◆ **AIM OF THE TASK**: Could you write out the line containing "active.description = Set(input.description);" and all the lines below it in the data, exactly, through the final one and nothing else?

Collected data entries
□ □ □ □ □ □ □
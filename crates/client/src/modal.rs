//! Analysis modal state
//!
//! `Idle -> Loading -> Loaded | Failed`, plus a two-way toggle between the
//! analysis view and the export view. Nothing here is persisted.

use crate::api::ResearchApi;
use paperlens_common::{
    db::models::AnalysisRecord,
    errors::{AppError, Result},
    papers::Paper,
    workspace::WorkspaceRecord,
};
use uuid::Uuid;

#[derive(Debug, Clone, PartialEq)]
pub enum ModalState {
    Idle,
    Loading,
    Loaded(AnalysisRecord),
    /// Public error message for the inline notice
    Failed(String),
}

#[derive(Debug, Clone, Copy, PartialEq, Eq)]
pub enum ModalView {
    Analysis,
    Export,
}

impl ModalView {
    pub fn toggled(self) -> Self {
        match self {
            ModalView::Analysis => ModalView::Export,
            ModalView::Export => ModalView::Analysis,
        }
    }
}

#[derive(Debug)]
pub struct AnalysisModal {
    state: ModalState,
    view: ModalView,
    paper: Option<Paper>,
}

impl Default for AnalysisModal {
    fn default() -> Self {
        Self::new()
    }
}

impl AnalysisModal {
    pub fn new() -> Self {
        Self {
            state: ModalState::Idle,
            view: ModalView::Analysis,
            paper: None,
        }
    }

    pub fn state(&self) -> &ModalState {
        &self.state
    }

    pub fn view(&self) -> ModalView {
        self.view
    }

    pub fn paper(&self) -> Option<&Paper> {
        self.paper.as_ref()
    }

    /// Start showing a paper. Returns true when the analysis still has to
    /// be fetched.
    pub fn begin(&mut self, paper: Paper, cached: Option<AnalysisRecord>) -> bool {
        self.paper = Some(paper);
        self.view = ModalView::Analysis;

        match cached {
            Some(record) => {
                self.state = ModalState::Loaded(record);
                false
            }
            None => {
                self.state = ModalState::Loading;
                true
            }
        }
    }

    /// Settle a pending load; ignored unless loading
    pub fn complete(&mut self, result: Result<AnalysisRecord>) {
        if self.state != ModalState::Loading {
            return;
        }

        self.state = match result {
            Ok(record) => ModalState::Loaded(record),
            Err(e) => {
                tracing::warn!(error = %e, "Analysis failed");
                ModalState::Failed(e.public_message())
            }
        };
    }

    /// Show the cached record if there is one, otherwise analyze and save
    pub async fn open(
        &mut self,
        api: &dyn ResearchApi,
        paper: Paper,
        cached: Option<AnalysisRecord>,
        project_id: Option<Uuid>,
    ) -> &ModalState {
        if self.begin(paper.clone(), cached) {
            let result = api.analyze_and_save(&paper, project_id).await;
            self.complete(result);
        }
        &self.state
    }

    /// Switch between analysis and export; only once loaded
    pub fn toggle_view(&mut self) -> ModalView {
        if matches!(self.state, ModalState::Loaded(_)) {
            self.view = self.view.toggled();
        }
        self.view
    }

    pub fn close(&mut self) {
        self.state = ModalState::Idle;
        self.view = ModalView::Analysis;
        self.paper = None;
    }

    /// Push the loaded analysis into a workspace database
    pub async fn export(
        &self,
        api: &dyn ResearchApi,
        credential: &str,
        database_id: &str,
    ) -> Result<WorkspaceRecord> {
        let (paper, record) = match (&self.paper, &self.state) {
            (Some(paper), ModalState::Loaded(record)) => (paper, record),
            _ => {
                return Err(AppError::InvalidFormat {
                    message: "No analysis loaded".to_string(),
                })
            }
        };

        api.add_to_database(credential, database_id, paper, &record.analysis)
            .await
    }
}
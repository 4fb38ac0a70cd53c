//! Paper lookup handlers

use axum::{
    extract::{Path, Query, State},
    Json,
};
use serde::Deserialize;

use crate::AppState;
use paperlens_common::{
    errors::Result,
    papers::{Paper, PaperIndex, SearchResponse},
};

#[derive(Debug, Deserialize)]
pub struct SearchParams {
    #[serde(default)]
    pub query: Option<String>,
}

/// Text search against the paper index (top results only)
pub async fn search_papers(
    State(state): State<AppState>,
    Query(params): Query<SearchParams>,
) -> Result<Json<SearchResponse>> {
    let query = params.query.unwrap_or_default();
    let response = state.papers.search(&query).await?;

    tracing::info!(
        query = %query.trim(),
        total = response.total,
        returned = response.data.len(),
        "Paper search"
    );

    Ok(Json(response))
}

/// Fetch one paper by its index id
pub async fn get_paper(
    State(state): State<AppState>,
    Path(paper_id): Path<String>,
) -> Result<Json<Paper>> {
    let paper = state.papers.get_paper(&paper_id).await?;
    Ok(Json(paper))
}
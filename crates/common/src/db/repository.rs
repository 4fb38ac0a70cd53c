//! Postgres repository
//!
//! SeaORM-backed implementation of the store traits. Every query carries
//! the owner predicate, so another user's rows read as missing.

use crate::db::models::*;
use crate::db::{AnalysisStore, DbPool, NewAnalysis, ProjectInput, ProjectStore, Store};
use crate::errors::{AppError, Result};
use async_trait::async_trait;
use sea_orm::sea_query::Expr;
use sea_orm::{
    ActiveModelTrait, ColumnTrait, DatabaseConnection, DbErr, EntityTrait, QueryFilter,
    QueryOrder, Set, SqlErr, TransactionTrait,
};
use uuid::Uuid;

/// Repository for data access operations
#[derive(Clone)]
pub struct Repository {
    pool: DbPool,
}

impl Repository {
    /// Create a new repository with the given connection pool
    pub fn new(pool: DbPool) -> Self {
        Self { pool }
    }

    /// Get the read connection
    fn read_conn(&self) -> &DatabaseConnection {
        self.pool.read()
    }

    /// Get the write connection
    fn write_conn(&self) -> &DatabaseConnection {
        self.pool.write()
    }

    async fn find_owned_project(&self, id: Uuid, user_id: Uuid) -> Result<Option<Project>> {
        ProjectEntity::find_by_id(id)
            .filter(ProjectColumn::UserId.eq(user_id))
            .one(self.read_conn())
            .await
            .map_err(Into::into)
    }

    async fn require_owned_project(&self, id: Uuid, user_id: Uuid) -> Result<Project> {
        self.find_owned_project(id, user_id)
            .await?
            .ok_or_else(|| AppError::not_found("project", id))
    }
}

fn map_insert_error(err: DbErr, paper_id: &str) -> AppError {
    match err.sql_err() {
        Some(SqlErr::UniqueConstraintViolation(_)) => AppError::Duplicate {
            message: format!("analysis for paper {} already exists", paper_id),
        },
        _ => err.into(),
    }
}

#[async_trait]
impl AnalysisStore for Repository {
    // ========================================================================
    // Analysis Operations
    // ========================================================================

    async fn get_analysis(&self, paper_id: &str, user_id: Uuid) -> Result<Option<AnalysisRecord>> {
        AnalysisEntity::find()
            .filter(AnalysisColumn::PaperId.eq(paper_id))
            .filter(AnalysisColumn::UserId.eq(user_id))
            .one(self.read_conn())
            .await
            .map_err(Into::into)
    }

    async fn get_analysis_consistent(
        &self,
        paper_id: &str,
        user_id: Uuid,
    ) -> Result<Option<AnalysisRecord>> {
        AnalysisEntity::find()
            .filter(AnalysisColumn::PaperId.eq(paper_id))
            .filter(AnalysisColumn::UserId.eq(user_id))
            .one(self.write_conn())
            .await
            .map_err(Into::into)
    }

    async fn check_project(&self, project_id: Uuid, user_id: Uuid) -> Result<()> {
        self.require_owned_project(project_id, user_id).await.map(|_| ())
    }

    async fn create_analysis(&self, new: NewAnalysis) -> Result<AnalysisRecord> {
        if let Some(project_id) = new.project_id {
            self.require_owned_project(project_id, new.user_id).await?;
        }

        let now = chrono::Utc::now();
        let paper_id = new.paper_id.clone();

        let record = AnalysisActiveModel {
            id: Set(Uuid::new_v4()),
            paper_id: Set(new.paper_id),
            user_id: Set(new.user_id),
            project_id: Set(new.project_id),
            title: Set(new.title),
            analysis: Set(new.analysis),
            created_at: Set(now.into()),
            updated_at: Set(now.into()),
        };

        record
            .insert(self.write_conn())
            .await
            .map_err(|e| map_insert_error(e, &paper_id))
    }

    async fn list_analyses(&self, user_id: Uuid) -> Result<Vec<AnalysisRecord>> {
        AnalysisEntity::find()
            .filter(AnalysisColumn::UserId.eq(user_id))
            .order_by_desc(AnalysisColumn::CreatedAt)
            .all(self.read_conn())
            .await
            .map_err(Into::into)
    }

    async fn set_project(
        &self,
        analysis_id: Uuid,
        user_id: Uuid,
        project_id: Option<Uuid>,
    ) -> Result<AnalysisRecord> {
        if let Some(project_id) = project_id {
            self.require_owned_project(project_id, user_id).await?;
        }

        let record = AnalysisEntity::find_by_id(analysis_id)
            .filter(AnalysisColumn::UserId.eq(user_id))
            .one(self.write_conn())
            .await?
            .ok_or_else(|| AppError::not_found("analysis", analysis_id))?;

        let mut active: AnalysisActiveModel = record.into();
        active.project_id = Set(project_id);
        active.updated_at = Set(chrono::Utc::now().into());

        active.update(self.write_conn()).await.map_err(Into::into)
    }
}

#[async_trait]
impl ProjectStore for Repository {
    // ========================================================================
    // Project Operations
    // ========================================================================

    async fn list_projects(&self, user_id: Uuid) -> Result<Vec<Project>> {
        ProjectEntity::find()
            .filter(ProjectColumn::UserId.eq(user_id))
            .order_by_desc(ProjectColumn::CreatedAt)
            .all(self.read_conn())
            .await
            .map_err(Into::into)
    }

    async fn get_project(&self, id: Uuid, user_id: Uuid) -> Result<Project> {
        self.require_owned_project(id, user_id).await
    }

    async fn list_project_analyses(&self, id: Uuid, user_id: Uuid) -> Result<Vec<AnalysisRecord>> {
        self.require_owned_project(id, user_id).await?;

        AnalysisEntity::find()
            .filter(AnalysisColumn::ProjectId.eq(id))
            .filter(AnalysisColumn::UserId.eq(user_id))
            .order_by_desc(AnalysisColumn::CreatedAt)
            .all(self.read_conn())
            .await
            .map_err(Into::into)
    }

    async fn create_project(&self, user_id: Uuid, input: ProjectInput) -> Result<Project> {
        let now = chrono::Utc::now();

        let project = ProjectActiveModel {
            id: Set(Uuid::new_v4()),
            title: Set(input.title),
            description: Set(input.description),
            user_id: Set(user_id),
            created_at: Set(now.into()),
            updated_at: Set(now.into()),
        };

        project.insert(self.write_conn()).await.map_err(Into::into)
    }

    async fn update_project(&self, id: Uuid, user_id: Uuid, input: ProjectInput) -> Result<Project> {
        let project = ProjectEntity::find_by_id(id)
            .filter(ProjectColumn::UserId.eq(user_id))
            .one(self.write_conn())
            .await?
            .ok_or_else(|| AppError::not_found("project", id))?;

        let mut active: ProjectActiveModel = project.into();
        active.title = Set(input.title);
        active.description = Set(input.description);
        active.updated_at = Set(chrono::Utc::now().into());

        active.update(self.write_conn()).await.map_err(Into::into)
    }

    async fn delete_project(&self, id: Uuid, user_id: Uuid) -> Result<()> {
        let now: chrono::DateTime<chrono::FixedOffset> = chrono::Utc::now().into();
        let txn = self.write_conn().begin().await?;

        AnalysisEntity::update_many()
            .col_expr(AnalysisColumn::ProjectId, Expr::value(Option::<Uuid>::None))
            .col_expr(AnalysisColumn::UpdatedAt, Expr::value(now))
            .filter(AnalysisColumn::ProjectId.eq(id))
            .filter(AnalysisColumn::UserId.eq(user_id))
            .exec(&txn)
            .await?;

        let result = ProjectEntity::delete_many()
            .filter(ProjectColumn::Id.eq(id))
            .filter(ProjectColumn::UserId.eq(user_id))
            .exec(&txn)
            .await?;

        if result.rows_affected == 0 {
            txn.rollback().await?;
            return Err(AppError::not_found("project", id));
        }

        txn.commit().await?;
        Ok(())
    }
}

#[async_trait]
impl Store for Repository {
    async fn ping(&self) -> Result<()> {
        self.pool.ping().await
    }
}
□ □ □ □ □ □ □
◆ **TASK ANSWER**:
        active.description = Set(input.description);
        active.updated_at = Set(chrono::Utc::now().into());

        active.update(self.write_conn()).await.map_err(Into::into)
    }

    async fn delete_project(&self, id: Uuid, user_id: Uuid) -> Result<()> {
        let now: chrono::DateTime<chrono::FixedOffset> = chrono::Utc::now().into();
        let txn = self.write_conn().begin().await?;

        AnalysisEntity::update_many()
            .col_expr(AnalysisColumn::ProjectId, Expr::value(Option::<Uuid>::None))
            .col_expr(AnalysisColumn::UpdatedAt, Expr::value(now))
            .filter(AnalysisColumn::ProjectId.eq(id))
            .filter(AnalysisColumn::UserId.eq(user_id))
            .exec(&txn)
            .await?;

        let result = ProjectEntity::delete_many()
            .filter(ProjectColumn::Id.eq(id))
            .filter(ProjectColumn::UserId.eq(user_id))
            .exec(&txn)
            .await?;

        if result.rows_affected == 0 {
            txn.rollback().await?;
            return Err(AppError::not_found("project", id));
        }

        txn.commit().await?;
        Ok(())
    }
}

#[async_trait]
impl Store for Repository {
    async fn ping(&self) -> Result<()> {
        self.pool.ping().await
    }
}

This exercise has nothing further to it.